Especially in the 1970s and 1980s, Casal set up various partnerships whose aim was to improve its racing capabilities. The first one was set up in 1971–72 with a Dutch company prior to Huvo and involved the development of Casal's M154 engine (50cc, 5 speed) for its use as a motocross engine. The engine was ready just before the start of the Portuguese 1972 motocross championship and it became an instant hit. Both in 1972 and 1973 Casal was the undisputed leader in local motocross championship which at that time attracted crowds almost as large as those of big football matches. Further to this, Casal set up at least two other quite important partnerships, both also in the 70s, first with Huvo of Holland and shortly afterwards with Villa of Italy. With Huvo the partnership focused in the development of 50cc racing engines both for road and offroad racing and it proved so successful that they were extensively used in races in the mid 1970s mostly in Portugal but also, to a lesser extent, in Holland and other European countries. With Villa the focus was mostly on the development of offroad bikes of 50cc and 125cc even though Casal also worked with the Italian company on the manufacture of parts for one of Villa's 250cc racing engines. The best known project of these partnerships was the development of a racer to participate in the World Motorcycle Championships in 80cc class on 1984 and 1985 with excellent results in both seasons.

Although production at the Casal factory ceased in 2000, the vehicles remain in use in Portugal. Collector interest exists in Portugal, the United Kingdom, and Sweden, with notable models including the K166 Boss, K181, K185 Trial, K270, S170, and the K190.

Among the most interesting Casal models of its last years are the Magnum, the RZ50 and the Arizona, all of them racers powered with the M105 water cooled 6 speed engine. Some of these models where chosen to be modified " bored out up to 92cc or even more for increased performance. Motoplat ignition and carburetors of up to 32mm flat with bored jets, a lightweight crank, rod and piston.The best exhaust was hand built by a local guy using his one bike as test bench. His bike would give a run to the Suzuki RGV 250 or some other 600cc 4 stroke bikes up to 180 km/h.

Today it operates as a Suzuki representative in Portugal.

==World records==

In 1980 Jan Nijhuys took a 1/4 mile record with a Casal Sparta Plompen.

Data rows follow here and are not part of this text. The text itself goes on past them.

//! Simulated Survey Example
//!
//! Runs the logger for a few seconds against the simulated vehicle and
//! thermometer, then prints the run statistics.
//!
//! Run with: cargo run -p demos --bin simulated_survey [config.toml]

use std::time::Duration;

use acquisition::AcquisitionTask;
use config_loader::ConfigLoader;
use contracts::{LoggerConfig, SourceConfig};
use ingestion::{PositionTopic, SimulatedVehicle, VEHICLE_POSITION_TOPIC};
use observability::ObservabilityConfig;
use params::ParameterStore;
use thermal::SimulatedThermometer;
use tokio_util::sync::CancellationToken;

#[tokio::main]
async fn main() -> Result<(), Box<dyn std::error::Error>> {
    observability::init_with_config(ObservabilityConfig::default())?;

    tracing::info!("Starting simulated survey demo");

    let config = if let Some(path) = std::env::args().nth(1) {
        tracing::info!(path = %path, "Loading logger config");
        ConfigLoader::load_from_path(std::path::Path::new(&path))?
    } else {
        let mut config = LoggerConfig::default();
        config.task.destination = "data/demo.txt".into();
        config.task.sample_rate_hz = 5;
        config.task.verbose = true;
        config
    };

    let SourceConfig::Simulated(vehicle) = config.source.clone() else {
        return Err("this demo only drives the simulated source".into());
    };

    let params = ParameterStore::with_values(config.parameters.clone());
    let topic = PositionTopic::new(VEHICLE_POSITION_TOPIC);
    let mut task = AcquisitionTask::open(
        config.task.clone(),
        topic.subscribe(),
        SimulatedThermometer::with_defaults(&config.sensor.id),
        params.subscribe(),
    )?;

    let cancel = CancellationToken::new();
    let publisher = SimulatedVehicle::new(topic, vehicle).spawn(cancel.clone());

    // Nudge a parameter halfway through to show it reaching the task
    let tuner = {
        let params = params.clone();
        let cancel = cancel.clone();
        tokio::spawn(async move {
            tokio::time::sleep(Duration::from_secs(2)).await;
            params.set("emissivity", 0.9);
            tokio::time::sleep(Duration::from_secs(2)).await;
            cancel.cancel();
        })
    };

    let stats = task.run(cancel).await?;
    tuner.await?;
    publisher.await?;

    tracing::info!(
        records = stats.records_written,
        destination = %config.task.destination.display(),
        "Demo finished"
    );
    stats.print_summary();

    Ok(())
}
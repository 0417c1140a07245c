//! # Thermal
//!
//! Infrared thermometer readers.
//!
//! Responsibilities:
//! - Provide `TemperatureSensor` implementations
//! - Read kernel hwmon attributes for real hardware
//! - Simulate plausible readings when no hardware is present

pub mod fixed;
pub mod hwmon;
pub mod simulated;

pub use contracts::{TemperatureSample, TemperatureSensor};
pub use fixed::StaticThermometer;
pub use hwmon::HwmonThermometer;
pub use simulated::{SimulatedThermometer, SimulatedThermometerConfig};
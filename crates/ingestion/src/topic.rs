//! Position topic - latest-value publish/subscribe channel
//!
//! A subscriber never buffers: when several samples are published between two
//! polls, only the most recent one is delivered.

use std::sync::Arc;
use std::time::Duration;

use contracts::{ContractError, PollOutcome, PositionSample, PositionSource};
use tokio::sync::watch;
use tokio::time::{self, Instant};
use tracing::{debug, instrument, trace};

/// Published vehicle-position topic
///
/// Cheap to clone; the topic disconnects once every clone is dropped.
#[derive(Debug, Clone)]
pub struct PositionTopic {
    name: Arc<str>,
    tx: Arc<watch::Sender<Option<PositionSample>>>,
}

impl PositionTopic {
    /// Create a topic with no publication yet
    pub fn new(name: impl Into<String>) -> Self {
        let (tx, _rx) = watch::channel(None);
        Self {
            name: Arc::from(name.into()),
            tx: Arc::new(tx),
        }
    }

    pub fn name(&self) -> &str {
        &self.name
    }

    /// Publish a sample, overwriting any sample not yet consumed
    pub fn publish(&self, sample: PositionSample) {
        self.tx.send_replace(Some(sample));
        trace!(topic = %self.name, timestamp = sample.timestamp, "position published");
    }

    /// Attach a new subscriber
    ///
    /// The subscriber only sees samples published after this call.
    pub fn subscribe(&self) -> PositionSubscription {
        debug!(topic = %self.name, "position subscriber attached");
        PositionSubscription {
            topic: self.name.to_string(),
            rx: Some(self.tx.subscribe()),
            interval: Duration::ZERO,
            last_delivery: None,
        }
    }

    /// Number of attached subscribers
    pub fn subscriber_count(&self) -> usize {
        self.tx.receiver_count()
    }
}

/// Subscription handle owned by one consumer
#[derive(Debug)]
pub struct PositionSubscription {
    topic: String,
    rx: Option<watch::Receiver<Option<PositionSample>>>,
    interval: Duration,
    last_delivery: Option<Instant>,
}

impl PositionSubscription {
    /// Current interval hint
    pub fn interval(&self) -> Duration {
        self.interval
    }

    pub fn is_attached(&self) -> bool {
        self.rx.is_some()
    }
}

impl PositionSource for PositionSubscription {
    fn topic(&self) -> &str {
        &self.topic
    }

    fn set_interval(&mut self, interval: Duration) {
        debug!(topic = %self.topic, interval_ms = interval.as_millis() as u64, "update interval set");
        self.interval = interval;
    }

    #[instrument(name = "position_poll", level = "trace", skip(self), fields(topic = %self.topic))]
    async fn poll(&mut self, timeout: Duration) -> PollOutcome {
        let deadline = Instant::now() + timeout;

        let Some(rx) = self.rx.as_mut() else {
            return PollOutcome::Failed(ContractError::SourceDetached {
                topic: self.topic.clone(),
            });
        };

        // Rate limit: no delivery sooner than one interval after the previous one
        if let Some(last) = self.last_delivery {
            let earliest = last + self.interval;
            if earliest > deadline {
                time::sleep_until(deadline).await;
                return PollOutcome::TimedOut;
            }
            time::sleep_until(earliest).await;
        }

        match time::timeout_at(deadline, rx.changed()).await {
            Err(_) => PollOutcome::TimedOut,
            Ok(Err(_)) => PollOutcome::Failed(ContractError::SourceDisconnected {
                topic: self.topic.clone(),
            }),
            Ok(Ok(())) => {
                let latest = *rx.borrow_and_update();
                match latest {
                    Some(sample) => {
                        self.last_delivery = Some(Instant::now());
                        PollOutcome::Ready(sample)
                    }
                    None => PollOutcome::TimedOut,
                }
            }
        }
    }

    fn detach(&mut self) {
        if self.rx.take().is_some() {
            debug!(topic = %self.topic, "position subscriber detached");
        }
    }
}
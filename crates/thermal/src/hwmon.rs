//! Linux hwmon thermometer
//!
//! The kernel driver exposes each channel as a `temp*_input` attribute holding
//! an integer in millidegrees Celsius.

use std::fs;
use std::path::{Path, PathBuf};

use contracts::{checked_reading, ContractError, SensorConfig, TemperatureChannel, TemperatureSensor};
use tracing::trace;

/// Thermometer backed by two hwmon attribute files
#[derive(Debug, Clone)]
pub struct HwmonThermometer {
    id: String,
    ambient_path: PathBuf,
    object_path: PathBuf,
}

impl HwmonThermometer {
    pub fn new(id: impl Into<String>, ambient_path: PathBuf, object_path: PathBuf) -> Self {
        Self {
            id: id.into(),
            ambient_path,
            object_path,
        }
    }

    pub fn from_config(config: &SensorConfig) -> Self {
        Self::new(
            config.id.clone(),
            config.ambient_path.clone(),
            config.object_path.clone(),
        )
    }

    fn read_channel(&self, channel: TemperatureChannel, path: &Path) -> Result<f64, ContractError> {
        let raw = fs::read_to_string(path).map_err(|e| {
            ContractError::sensor_read(&self.id, channel, format!("{}: {e}", path.display()))
        })?;
        let millidegrees: i64 = raw.trim().parse().map_err(|e| {
            ContractError::sensor_read(&self.id, channel, format!("invalid value {:?}: {e}", raw.trim()))
        })?;
        let celsius = millidegrees as f64 / 1000.0;
        trace!(sensor_id = %self.id, %channel, celsius, "hwmon read");
        checked_reading(&self.id, channel, celsius)
    }
}

impl TemperatureSensor for HwmonThermometer {
    fn id(&self) -> &str {
        &self.id
    }

    fn read_ambient(&mut self) -> Result<f64, ContractError> {
        self.read_channel(TemperatureChannel::Ambient, &self.ambient_path)
    }

    fn read_object(&mut self) -> Result<f64, ContractError> {
        self.read_channel(TemperatureChannel::Object, &self.object_path)
    }
}
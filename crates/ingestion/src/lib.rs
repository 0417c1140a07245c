//! # Ingestion
//!
//! Position stream subscriber module.
//!
//! Responsibilities:
//! - Latest-value position topic with bounded-wait polling
//! - Simulated survey vehicle and recorded track replay publishers
//! - Scripted source for deterministic runs

pub mod error;
pub mod mock;
pub mod replay;
pub mod simulated;
pub mod topic;

pub use contracts::{PollOutcome, PositionSample, PositionSource};
pub use error::{IngestionError, Result};
pub use mock::{ScriptStep, ScriptedPositionSource};
pub use replay::TrackReplay;
pub use simulated::{LawnmowerPath, SimulatedVehicle};
pub use topic::{PositionSubscription, PositionTopic};

/// Topic name of the vehicle local position stream
pub const VEHICLE_POSITION_TOPIC: &str = "vehicle_local_position";
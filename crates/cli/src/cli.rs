//! CLI argument definitions using clap.

use clap::{Parser, Subcommand, ValueEnum};
use std::path::PathBuf;

use contracts::{MAX_SAMPLE_RATE_HZ, MIN_SAMPLE_RATE_HZ};

/// Thermal Logger - vehicle position and infrared temperature logger
#[derive(Parser, Debug)]
#[command(
    name = "thermal-logger",
    author,
    version,
    about = "Vehicle position and infrared temperature logger",
    long_about = "Waits for vehicle local position updates, pairs each one with an \n\
                  ambient and object temperature reading and appends the result \n\
                  to a CSV file."
)]
pub struct Cli {
    /// Increase logging verbosity (-v for debug, -vv for trace)
    #[arg(short, long, action = clap::ArgAction::Count, global = true, env = "THERMAL_LOGGER_VERBOSE")]
    pub verbose: u8,

    /// Suppress all output except warnings and errors
    #[arg(short, long, global = true, conflicts_with = "verbose")]
    pub quiet: bool,

    /// Log output format
    #[arg(
        long,
        value_enum,
        default_value = "compact",
        global = true,
        env = "THERMAL_LOGGER_LOG_FORMAT"
    )]
    pub log_format: LogFormat,

    #[command(subcommand)]
    pub command: Commands,
}

/// Available CLI commands
#[derive(Subcommand, Debug)]
pub enum Commands {
    /// Start logging
    Start(StartArgs),

    /// Validate configuration file without running
    Validate(ValidateArgs),
}

/// Arguments for the `start` command
#[derive(Parser, Debug, Clone, Default)]
pub struct StartArgs {
    /// Configuration file (TOML or JSON); built-in defaults when omitted
    #[arg(short, long, env = "THERMAL_LOGGER_CONFIG")]
    pub config: Option<PathBuf>,

    /// Output file name inside the data directory
    #[arg(short, long, env = "THERMAL_LOGGER_NAME")]
    pub name: Option<String>,

    /// Directory holding output files
    #[arg(long, env = "THERMAL_LOGGER_DATA_DIR")]
    pub data_dir: Option<PathBuf>,

    /// Position update frequency in Hz
    #[arg(
        short,
        long,
        value_parser = clap::value_parser!(u32).range(i64::from(MIN_SAMPLE_RATE_HZ)..=i64::from(MAX_SAMPLE_RATE_HZ)),
        env = "THERMAL_LOGGER_FREQUENCY"
    )]
    pub frequency: Option<u32>,

    /// Echo every record to the console
    #[arg(short = 'l', long = "log")]
    pub log: bool,

    /// Use dummy values instead of the thermometer
    #[arg(short, long)]
    pub dummy: bool,

    /// Replay positions from a recorded CSV file instead of the configured source
    #[arg(long)]
    pub replay: Option<PathBuf>,

    /// Replay speed multiplier (1.0 = original pace)
    #[arg(long, default_value = "1.0", requires = "replay")]
    pub replay_speed: f64,

    /// Restart the replay when the file ends
    #[arg(long, requires = "replay")]
    pub replay_loop: bool,

    /// Stop after this many seconds (0 = run until interrupted)
    #[arg(long, default_value = "0", env = "THERMAL_LOGGER_DURATION")]
    pub duration: u64,

    /// Metrics server port (0 = disabled)
    #[arg(long, default_value = "0", env = "THERMAL_LOGGER_METRICS_PORT")]
    pub metrics_port: u16,
}

/// Arguments for the `validate` command
#[derive(Parser, Debug)]
pub struct ValidateArgs {
    /// Path to configuration file to validate
    #[arg(short, long, default_value = "config.toml")]
    pub config: PathBuf,

    /// Output validation result as JSON
    #[arg(long)]
    pub json: bool,
}

/// Log output format
#[derive(ValueEnum, Clone, Copy, Debug, Default)]
pub enum LogFormat {
    /// JSON structured logging
    Json,
    /// Human-readable pretty format
    Pretty,
    /// Compact single-line format
    #[default]
    Compact,
}

impl From<LogFormat> for observability::LogFormat {
    fn from(format: LogFormat) -> Self {
        match format {
            LogFormat::Json => Self::Json,
            LogFormat::Pretty => Self::Pretty,
            LogFormat::Compact => Self::Compact,
        }
    }
}

#[cfg(test)]
mod tests {
    use super::*;

    #[test]
    fn test_start_flags() {
        let cli = Cli::try_parse_from([
            "thermal-logger",
            "start",
            "-n",
            "survey.txt",
            "-f",
            "10",
            "-l",
            "-d",
        ])
        .unwrap();

        let Commands::Start(args) = cli.command else {
            panic!("expected start");
        };
        assert_eq!(args.name.as_deref(), Some("survey.txt"));
        assert_eq!(args.frequency, Some(10));
        assert!(args.log);
        assert!(args.dummy);
        assert_eq!(args.duration, 0);
    }

    #[test]
    fn test_frequency_out_of_range() {
        for freq in ["0", "31"] {
            assert!(Cli::try_parse_from(["thermal-logger", "start", "-f", freq]).is_err());
        }
    }

    #[test]
    fn test_unknown_command_is_usage_error() {
        let err = Cli::try_parse_from(["thermal-logger", "frobnicate"]).unwrap_err();
        assert_eq!(err.kind(), clap::error::ErrorKind::InvalidSubcommand);
    }

    #[test]
    fn test_replay_options_require_replay() {
        assert!(Cli::try_parse_from(["thermal-logger", "start", "--replay-loop"]).is_err());
    }
}
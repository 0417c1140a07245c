//! Static thermometer with fixed readings or fixed failures

use contracts::{ContractError, TemperatureChannel, TemperatureSensor};

/// Thermometer returning the same values on every read
///
/// A `None` channel fails on every read.
#[derive(Debug, Clone)]
pub struct StaticThermometer {
    id: String,
    ambient_c: Option<f64>,
    object_c: Option<f64>,
    reads: usize,
}

impl StaticThermometer {
    pub fn new(ambient_c: Option<f64>, object_c: Option<f64>) -> Self {
        Self {
            id: "static".to_string(),
            ambient_c,
            object_c,
            reads: 0,
        }
    }

    /// Both channels succeed
    pub fn reading(ambient_c: f64, object_c: f64) -> Self {
        Self::new(Some(ambient_c), Some(object_c))
    }

    /// Both channels fail
    pub fn failing() -> Self {
        Self::new(None, None)
    }

    /// Total number of channel reads performed
    pub fn reads(&self) -> usize {
        self.reads
    }

    fn read(&mut self, channel: TemperatureChannel, value: Option<f64>) -> Result<f64, ContractError> {
        self.reads += 1;
        value.ok_or_else(|| ContractError::sensor_read(&self.id, channel, "no acknowledge"))
    }
}

impl TemperatureSensor for StaticThermometer {
    fn id(&self) -> &str {
        &self.id
    }

    fn read_ambient(&mut self) -> Result<f64, ContractError> {
        self.read(TemperatureChannel::Ambient, self.ambient_c)
    }

    fn read_object(&mut self) -> Result<f64, ContractError> {
        self.read(TemperatureChannel::Object, self.object_c)
    }
}
//! Configuration parsing
//!
//! Supports TOML (primary) and JSON (optional).

use contracts::{ContractError, LoggerConfig};

/// Configuration file format
#[derive(Debug, Clone, Copy, PartialEq, Eq)]
pub enum ConfigFormat {
    /// TOML (recommended)
    Toml,
    /// JSON
    Json,
}

impl ConfigFormat {
    /// Infer format from file extension
    pub fn from_extension(ext: &str) -> Option<Self> {
        match ext.to_lowercase().as_str() {
            "toml" => Some(Self::Toml),
            "json" => Some(Self::Json),
            _ => None,
        }
    }
}

/// Parse TOML configuration
pub fn parse_toml(content: &str) -> Result<LoggerConfig, ContractError> {
    toml::from_str(content).map_err(|e| ContractError::ConfigParse {
        message: format!("TOML parse error: {e}"),
        source: Some(Box::new(e)),
    })
}

/// Parse JSON configuration
pub fn parse_json(content: &str) -> Result<LoggerConfig, ContractError> {
    serde_json::from_str(content).map_err(|e| ContractError::ConfigParse {
        message: format!("JSON parse error: {e}"),
        source: Some(Box::new(e)),
    })
}

/// Parse configuration according to format
pub fn parse(content: &str, format: ConfigFormat) -> Result<LoggerConfig, ContractError> {
    match format {
        ConfigFormat::Toml => parse_toml(content),
        ConfigFormat::Json => parse_json(content),
    }
}
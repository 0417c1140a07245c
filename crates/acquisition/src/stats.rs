//! Run statistics

use std::time::Duration;

use contracts::TemperatureChannel;
use observability::RunningStats;

/// Counters collected over one `run`
#[derive(Debug, Clone, Default)]
pub struct AcquisitionStats {
    /// Rows appended to the sink
    pub records_written: u64,

    /// Polls that returned without a sample
    pub timeouts: u64,

    /// Polls that failed
    pub poll_errors: u64,

    pub ambient_failures: u64,
    pub object_failures: u64,

    /// Rows the sink refused
    pub sink_write_failures: u64,

    /// Parameter snapshots applied after start-up
    pub parameter_updates: u64,

    /// Loop iterations, one per poll
    pub iterations: u64,

    pub duration: Duration,

    /// Successful ambient readings (°C)
    pub ambient: RunningStats,

    /// Successful object readings (°C)
    pub object: RunningStats,
}

impl AcquisitionStats {
    pub(crate) fn record_sensor_failure(&mut self, channel: TemperatureChannel) {
        match channel {
            TemperatureChannel::Ambient => self.ambient_failures += 1,
            TemperatureChannel::Object => self.object_failures += 1,
        }
    }

    pub fn sensor_failures(&self) -> u64 {
        self.ambient_failures + self.object_failures
    }

    /// Records per second over the whole run
    pub fn record_rate(&self) -> f64 {
        let secs = self.duration.as_secs_f64();
        if secs > 0.0 {
            self.records_written as f64 / secs
        } else {
            0.0
        }
    }

    pub fn print_summary(&self) {
        println!("\n╔══════════════════════════════════════════════╗");
        println!("║            Acquisition Statistics            ║");
        println!("╚══════════════════════════════════════════════╝\n");

        println!("Overview");
        println!("   ├─ Duration: {:.2}s", self.duration.as_secs_f64());
        println!("   ├─ Polls: {}", self.iterations);
        println!("   ├─ Records written: {}", self.records_written);
        println!("   └─ Rate: {:.2} records/s", self.record_rate());

        println!("\nFailures");
        println!("   ├─ Poll timeouts: {}", self.timeouts);
        println!("   ├─ Poll errors: {}", self.poll_errors);
        println!("   ├─ Ambient read failures: {}", self.ambient_failures);
        println!("   ├─ Object read failures: {}", self.object_failures);
        println!("   └─ Sink write failures: {}", self.sink_write_failures);

        println!("\nTemperatures (°C)");
        println!("   ├─ Ambient: {}", self.ambient.summary());
        println!("   └─ Object: {}", self.object.summary());

        if self.parameter_updates > 0 {
            println!("\nParameter updates applied: {}", self.parameter_updates);
        }

        println!();
    }
}

#[cfg(test)]
mod tests {
    use super::*;

    #[test]
    fn test_sensor_failures_by_channel() {
        let mut stats = AcquisitionStats::default();
        stats.record_sensor_failure(TemperatureChannel::Object);
        stats.record_sensor_failure(TemperatureChannel::Object);
        stats.record_sensor_failure(TemperatureChannel::Ambient);

        assert_eq!(stats.ambient_failures, 1);
        assert_eq!(stats.object_failures, 2);
        assert_eq!(stats.sensor_failures(), 3);
    }

    #[test]
    fn test_record_rate() {
        let stats = AcquisitionStats {
            records_written: 10,
            duration: Duration::from_secs(5),
            ..Default::default()
        };
        assert!((stats.record_rate() - 2.0).abs() < 1e-9);
        assert_eq!(AcquisitionStats::default().record_rate(), 0.0);
    }
}
//! `validate` command implementation.

use anyhow::{Context, Result};
use serde::Serialize;
use tracing::info;

use contracts::{LoggerConfig, SourceConfig};

use crate::cli::ValidateArgs;

/// Validation result for JSON output
#[derive(Serialize)]
struct ValidationResult {
    valid: bool,
    config_path: String,
    #[serde(skip_serializing_if = "Option::is_none")]
    error: Option<String>,
    #[serde(skip_serializing_if = "Option::is_none")]
    warnings: Option<Vec<String>>,
    #[serde(skip_serializing_if = "Option::is_none")]
    summary: Option<ConfigSummary>,
}

#[derive(Serialize)]
struct ConfigSummary {
    version: String,
    destination: String,
    sample_rate_hz: u32,
    interval_ms: u64,
    source: String,
    sensor_id: String,
    simulate: bool,
    parameter_count: usize,
}

impl From<&LoggerConfig> for ConfigSummary {
    fn from(config: &LoggerConfig) -> Self {
        let source = match &config.source {
            SourceConfig::Simulated(_) => "simulated".to_string(),
            SourceConfig::Replay(replay) => format!("replay ({})", replay.path.display()),
        };
        Self {
            version: format!("{:?}", config.version),
            destination: config.task.destination.display().to_string(),
            sample_rate_hz: config.task.sample_rate_hz,
            interval_ms: config.task.update_interval().as_millis() as u64,
            source,
            sensor_id: config.sensor.id.clone(),
            simulate: config.task.simulate,
            parameter_count: config.parameters.len(),
        }
    }
}

/// Execute the `validate` command
pub fn run_validate(args: &ValidateArgs) -> Result<()> {
    info!(config = %args.config.display(), "Validating configuration");

    let result = validate_config(args);

    if args.json {
        let json = serde_json::to_string_pretty(&result)
            .context("Failed to serialize validation result")?;
        println!("{}", json);
    } else {
        print_validation_result(&result);
    }

    if result.valid {
        Ok(())
    } else {
        anyhow::bail!("Configuration validation failed")
    }
}

fn validate_config(args: &ValidateArgs) -> ValidationResult {
    let config_path = args.config.display().to_string();

    if !args.config.exists() {
        return ValidationResult {
            valid: false,
            config_path,
            error: Some(format!("File not found: {}", args.config.display())),
            warnings: None,
            summary: None,
        };
    }

    match config_loader::ConfigLoader::load_from_path(&args.config) {
        Ok(config) => {
            let warnings = collect_warnings(&config);
            ValidationResult {
                valid: true,
                config_path,
                error: None,
                warnings: (!warnings.is_empty()).then_some(warnings),
                summary: Some(ConfigSummary::from(&config)),
            }
        }
        Err(e) => ValidationResult {
            valid: false,
            config_path,
            error: Some(e.to_string()),
            warnings: None,
            summary: None,
        },
    }
}

/// Non-fatal issues
fn collect_warnings(config: &LoggerConfig) -> Vec<String> {
    let mut warnings = Vec::new();

    if config.task.simulate {
        warnings.push("task.simulate is set - temperatures are dummy values".to_string());
    } else {
        for path in [&config.sensor.ambient_path, &config.sensor.object_path] {
            if !path.exists() {
                warnings.push(format!(
                    "Sensor file {} does not exist - readings will be written as 0.0",
                    path.display()
                ));
            }
        }
    }

    if let SourceConfig::Replay(replay) = &config.source {
        if !replay.path.exists() {
            warnings.push(format!(
                "Replay track {} does not exist",
                replay.path.display()
            ));
        }
    }

    warnings
}

fn print_validation_result(result: &ValidationResult) {
    if result.valid {
        println!("✓ Configuration is valid: {}", result.config_path);

        if let Some(ref summary) = result.summary {
            println!("\n  Version: {}", summary.version);
            println!("  Destination: {}", summary.destination);
            println!(
                "  Frequency: {} Hz ({} ms interval)",
                summary.sample_rate_hz, summary.interval_ms
            );
            println!("  Source: {}", summary.source);
            println!("  Sensor: {}", summary.sensor_id);
            println!("  Parameters: {}", summary.parameter_count);
        }

        if let Some(ref warnings) = result.warnings {
            println!("\n⚠ Warnings:");
            for warning in warnings {
                println!("  - {}", warning);
            }
        }
    } else {
        println!("✗ Configuration is invalid: {}", result.config_path);
        if let Some(ref error) = result.error {
            println!("\n  Error: {}", error);
        }
    }
}
//! Scripted position source
//!
//! Replays a fixed sequence of poll outcomes, used to drive the acquisition
//! loop deterministically in tests and dry runs.

use std::collections::VecDeque;
use std::time::Duration;

use contracts::{ContractError, PollOutcome, PositionSample, PositionSource};
use tokio_util::sync::CancellationToken;
use tracing::trace;

/// One scripted poll result
#[derive(Debug, Clone)]
pub enum ScriptStep {
    Sample(PositionSample),
    Timeout,
    Error(String),
}

/// Deterministic `PositionSource`
#[derive(Debug)]
pub struct ScriptedPositionSource {
    topic: String,
    steps: VecDeque<ScriptStep>,
    cancel_when_exhausted: Option<CancellationToken>,
    interval: Option<Duration>,
    polls: usize,
    detach_calls: usize,
}

impl ScriptedPositionSource {
    pub fn new(steps: impl IntoIterator<Item = ScriptStep>) -> Self {
        Self {
            topic: "scripted".to_string(),
            steps: steps.into_iter().collect(),
            cancel_when_exhausted: None,
            interval: None,
            polls: 0,
            detach_calls: 0,
        }
    }

    /// Script made only of samples
    pub fn from_samples(samples: impl IntoIterator<Item = PositionSample>) -> Self {
        Self::new(samples.into_iter().map(ScriptStep::Sample))
    }

    /// Cancel `token` when the last scripted step is handed out
    pub fn cancel_when_exhausted(mut self, token: CancellationToken) -> Self {
        self.cancel_when_exhausted = Some(token);
        self
    }

    /// Number of `poll` calls so far
    pub fn polls(&self) -> usize {
        self.polls
    }

    /// Last interval hint received
    pub fn interval(&self) -> Option<Duration> {
        self.interval
    }

    pub fn detach_calls(&self) -> usize {
        self.detach_calls
    }
}

impl PositionSource for ScriptedPositionSource {
    fn topic(&self) -> &str {
        &self.topic
    }

    fn set_interval(&mut self, interval: Duration) {
        self.interval = Some(interval);
    }

    async fn poll(&mut self, _timeout: Duration) -> PollOutcome {
        self.polls += 1;
        let step = self.steps.pop_front();

        if self.steps.is_empty() {
            if let Some(token) = &self.cancel_when_exhausted {
                token.cancel();
            }
        }

        trace!(poll = self.polls, step = ?step, "scripted poll");

        match step {
            Some(ScriptStep::Sample(sample)) => PollOutcome::Ready(sample),
            Some(ScriptStep::Timeout) | None => PollOutcome::TimedOut,
            Some(ScriptStep::Error(message)) => {
                PollOutcome::Failed(ContractError::source_read(&self.topic, message))
            }
        }
    }

    fn detach(&mut self) {
        self.detach_calls += 1;
    }
}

Quarter mile was covered in 15,26 seconds and record speed after 402m where 94.29 km/h.

In 1981 the Dutch Jan Huberts bettered the 50cc speed record with a HuVo-Casal to 224 km/h.

==Racing==
To become competitive, Casal made a partnership with the Dutch company HuVo.

This joint venture made possible to score great results in offroad and road racing competitions. Casal-HuVo joined World Grand Prix in 80cc class on 1984 and 1985 seasons.